N° 825 | du 25 janvier 2007 | Numéro épuisé

Dossiers

Le 25 janvier 2007

« Une régie doit s’adapter à son quartier »

Didier Labertrandie

Rencontre avec Guy Lafréchoux président du comité national de liaison des régies de quartier également à la tête d’une régie de quartier à Poitiers

Guy Lafréchoux peut citer mille exemples d’actions impulsées ou du moins accompagnées par les régies, qui montrent combien ces structures savent utiliser le levier de l’insertion professionnelle afin de répondre de manière beaucoup plus large aux multiples attentes d’un quartier donné. Combattre l’isolement, lutter contre les exclusions, réhabiliter une cité, impulser des dynamiques portées par les habitants, tisser du lien social : autant d’objectifs qui se recoupent et que s’efforcent de poursuivre les régies en leur apportant des réponses concrètes. À Angers, La Rochelle, Châlon-sur-Saône ou Poitiers, les régies gèrent des jardins d’insertion selon les principes de l’économie solidaire. Parfois on y cultive des fleurs et des plantes aromatiques au pied même des immeubles, « et ces plantations sont respectées », précise Guy Lafréchoux. Ailleurs, une régie crée des emplois d’éducateurs canins qui proposent des leçons de dressage aux propriétaires de chiens, en favorisant leur docilité.
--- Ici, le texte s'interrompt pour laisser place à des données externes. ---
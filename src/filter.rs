use std::fmt;

use chrono::{Duration, NaiveDate, NaiveDateTime, NaiveTime};
use serde::{Deserialize, Serialize};

use crate::models::Record;

/// Named look-back window for the entity summary.
#[derive(Debug, Clone, Copy, PartialEq, Eq, Default, Serialize, Deserialize, clap::ValueEnum)]
pub enum TimeRange {
    #[default]
    #[serde(rename = "All Time", alias = "all-time")]
    AllTime,
    #[serde(rename = "Past Week", alias = "past-week")]
    PastWeek,
    #[serde(rename = "Past Month", alias = "past-month")]
    PastMonth,
}

impl TimeRange {
    pub const ALL: [TimeRange; 3] = [TimeRange::AllTime, TimeRange::PastWeek, TimeRange::PastMonth];

    pub fn label(self) -> &'static str {
        match self {
            TimeRange::AllTime => "All Time",
            TimeRange::PastWeek => "Past Week",
            TimeRange::PastMonth => "Past Month",
        }
    }

    pub fn lookback(self) -> Option<Duration> {
        match self {
            TimeRange::AllTime => None,
            TimeRange::PastWeek => Some(Duration::days(7)),
            TimeRange::PastMonth => Some(Duration::days(30)),
        }
    }
}

impl fmt::Display for TimeRange {
    fn fmt(&self, f: &mut fmt::Formatter<'_>) -> fmt::Result {
        f.write_str(self.label())
    }
}

pub fn filter_by_time_range(
    records: &[Record],
    range: TimeRange,
    reference: NaiveDateTime,
) -> Vec<Record> {
    match range.lookback() {
        None => records.to_vec(),
        Some(lookback) => {
            let cutoff = reference - lookback;
            records
                .iter()
                .filter(|record| record.submitted_at >= cutoff)
                .cloned()
                .collect()
        }
    }
}

/// Records with `start <= submitted_at <= end`; empty when `start > end`.
pub fn filter_by_date_range(
    records: &[Record],
    start: NaiveDateTime,
    end: NaiveDateTime,
) -> Vec<Record> {
    records
        .iter()
        .filter(|record| record.submitted_at >= start && record.submitted_at <= end)
        .cloned()
        .collect()
}

pub fn start_of_day(date: NaiveDate) -> NaiveDateTime {
    date.and_time(NaiveTime::MIN)
}

pub fn end_of_day(date: NaiveDate) -> NaiveDateTime {
    date.and_hms_opt(23, 59, 59)
        .unwrap_or_else(|| start_of_day(date))
}

#[cfg(test)]
mod tests {
    use super::*;

    fn at(value: &str) -> NaiveDateTime {
        NaiveDateTime::parse_from_str(value, "%Y-%m-%d %H:%M:%S").unwrap()
    }

    fn record(entity: &str, rating: u8, submitted_at: &str) -> Record {
        Record {
            entity: entity.to_string(),
            rating,
            submitted_at: at(submitted_at),
        }
    }

    fn sample() -> Vec<Record> {
        vec![
            record("Support", 5, "2024-06-29 08:00:00"),
            record("Support", 3, "2024-06-20 12:00:00"),
            record("Billing", 4, "2024-06-05 16:30:00"),
            record("Billing", 1, "2024-04-01 10:00:00"),
        ]
    }

    #[test]
    fn all_time_keeps_everything() {
        let records = sample();
        let kept = filter_by_time_range(&records, TimeRange::AllTime, at("2024-07-01 00:00:00"));
        assert_eq!(kept, records);
    }

    #[test]
    fn past_week_and_month_use_reference_time() {
        let records = sample();
        let now = at("2024-07-01 00:00:00");

        let week = filter_by_time_range(&records, TimeRange::PastWeek, now);
        assert_eq!(week.len(), 1);
        assert_eq!(week[0].submitted_at, at("2024-06-29 08:00:00"));

        let month = filter_by_time_range(&records, TimeRange::PastMonth, now);
        assert_eq!(month.len(), 3);
    }

    #[test]
    fn cutoff_is_inclusive() {
        let records = vec![record("Support", 5, "2024-06-24 00:00:00")];
        let kept = filter_by_time_range(&records, TimeRange::PastWeek, at("2024-07-01 00:00:00"));
        assert_eq!(kept.len(), 1);
    }

    #[test]
    fn ranges_widen_monotonically() {
        let records = sample();
        let now = at("2024-07-01 00:00:00");
        let week = filter_by_time_range(&records, TimeRange::PastWeek, now);
        let month = filter_by_time_range(&records, TimeRange::PastMonth, now);
        let all = filter_by_time_range(&records, TimeRange::AllTime, now);

        assert!(week.iter().all(|r| month.contains(r)));
        assert!(month.iter().all(|r| all.contains(r)));
        assert!(week.len() <= month.len() && month.len() <= all.len());
    }

    #[test]
    fn date_range_is_inclusive_on_both_ends() {
        let records = sample();
        let kept = filter_by_date_range(
            &records,
            at("2024-06-05 16:30:00"),
            at("2024-06-29 08:00:00"),
        );
        assert_eq!(kept.len(), 3);
    }

    #[test]
    fn inverted_date_range_is_empty() {
        let records = sample();
        let kept = filter_by_date_range(
            &records,
            at("2024-06-30 00:00:00"),
            at("2024-06-01 00:00:00"),
        );
        assert!(kept.is_empty());
    }

    #[test]
    fn day_bounds_cover_the_whole_day() {
        let date = NaiveDate::from_ymd_opt(2024, 6, 20).unwrap();
        let kept = filter_by_date_range(&sample(), start_of_day(date), end_of_day(date));
        assert_eq!(kept.len(), 1);
        assert_eq!(kept[0].rating, 3);
    }

    #[test]
    fn deserializes_labels_and_cli_names() {
        let parse = |value: &str| serde_json::from_str::<TimeRange>(value);
        assert_eq!(parse("\"Past Week\"").unwrap(), TimeRange::PastWeek);
        assert_eq!(parse("\"past-month\"").unwrap(), TimeRange::PastMonth);
        assert_eq!(parse("\"All Time\"").unwrap(), TimeRange::AllTime);
        assert!(parse("\"Yesterday\"").is_err());
    }
}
Alors qu’à Poitiers on lance un atelier socio-esthétique pour apprendre à mieux prendre soin de son corps et savoir comment se donner un visage plus avenant. « Désormais, des hommes eux aussi le fréquentent » En Moselle, un chantier d’insertion permet de transformer un ancien terrain vague en piste pour vélo tout-terrain sur lequel viennent jouer enfants et adolescents, y compris extérieurs au quartier. Et sous la responsabilité des régies fonctionnent un peu partout des ateliers de lavage et de repassage. « Il suffit que des gens amènent leur linge pour le laver au même endroit pour que cela puisse créer du lien », constate Guy Lafrechoux. À Angers, ce sont des petits déjeuners à thème qui sont organisés sous l’impulsion d’un groupe d’habitants.

À Lyon, une régie réinvente le transport collectif et à Poitiers, on projette, dans le cadre des portages de repas à domicile, de proposer aux bénéficiaires de se retrouver à trois ou quatre pour les partager plutôt que de consommer son plateau seul chez soi. « Les services aux personnes doivent permettre de créer des rencontres. On sent beaucoup de solitudes dans ces quartiers ». C’est aussi pour cela que des régies s’impliquent dans des groupes de parole ou des lieux voués à la pratique théâtrale, et plus largement entendent remplir une mission d’éducation populaire.

Parfois, leurs initiatives ne sont pas a priori perçues d’un bon oeil. Comme à Poitiers où a été mis en place un service d’aide pour lutter contre les expulsions : « Un intervenant de la régie est chargé de rendre visite aux personnes qui risquent d’être expulsées de leur logement pour les aider à dénouer le problème sur le plan administratif, juridique ou financier. Au début, l’office HLM s’est montré réticent, percevant cela comme une ingérence. Puis il s’est vite aperçu qu’il y était lui aussi gagnant puisque cet accompagnement pouvait à nouveau rendre solvable la famille sur le point d’être expulsée ».

Médiation pendant la crise des banlieues

Son prédécesseur à la présidence nationale du comité national de liaison des régies de quartier (CNLRQ), Bernard Réverdy, rappelait dans l’un de ses derniers éditoriaux la deuxième facette des régies, non l’outil en lui-même mis au service des habitants, mais ses capacités à tisser du lien social. Rappelant novembre 2005 et « la flambée de violences qu’ont connue certaines cités », qui « traduit une profonde souffrance de notre société toute entière », l’ancien président national soulignait combien « les régies de quartier ont participé, avec d’autres acteurs de terrain, au travail de dialogue, de médiation et d’apaisement ».

Il n’est pas étonnant dès lors que Belges, Allemands et Anglais regardent de telles expériences avec un vif intérêt et se rapprochent du comité national de liaison pour développer des structures équivalentes. Une association européenne des régies a été créée, mais les avancées se concrétisent davantage dans le cadre de partenariats croisés que sur un plan strictement institutionnel. D’ailleurs, déplore Guy Lafréchoux, « nous sommes en permanence à la recherche de financements ». Et de nombreuses actions peuvent voir le jour grâce à l’aide de fondations, à défaut d’un financement public conséquent.

Les collaborations entre régies peuvent même dépasser les frontières européennes pour traverser la Méditerranée, comme en Algérie où le comité de liaison aide actuellement les villes d’Alger, d’Oran et de Constantine à se doter de leurs propres régies, et ici des jumelages avec des villes françaises permettront néanmoins de faciliter les contacts.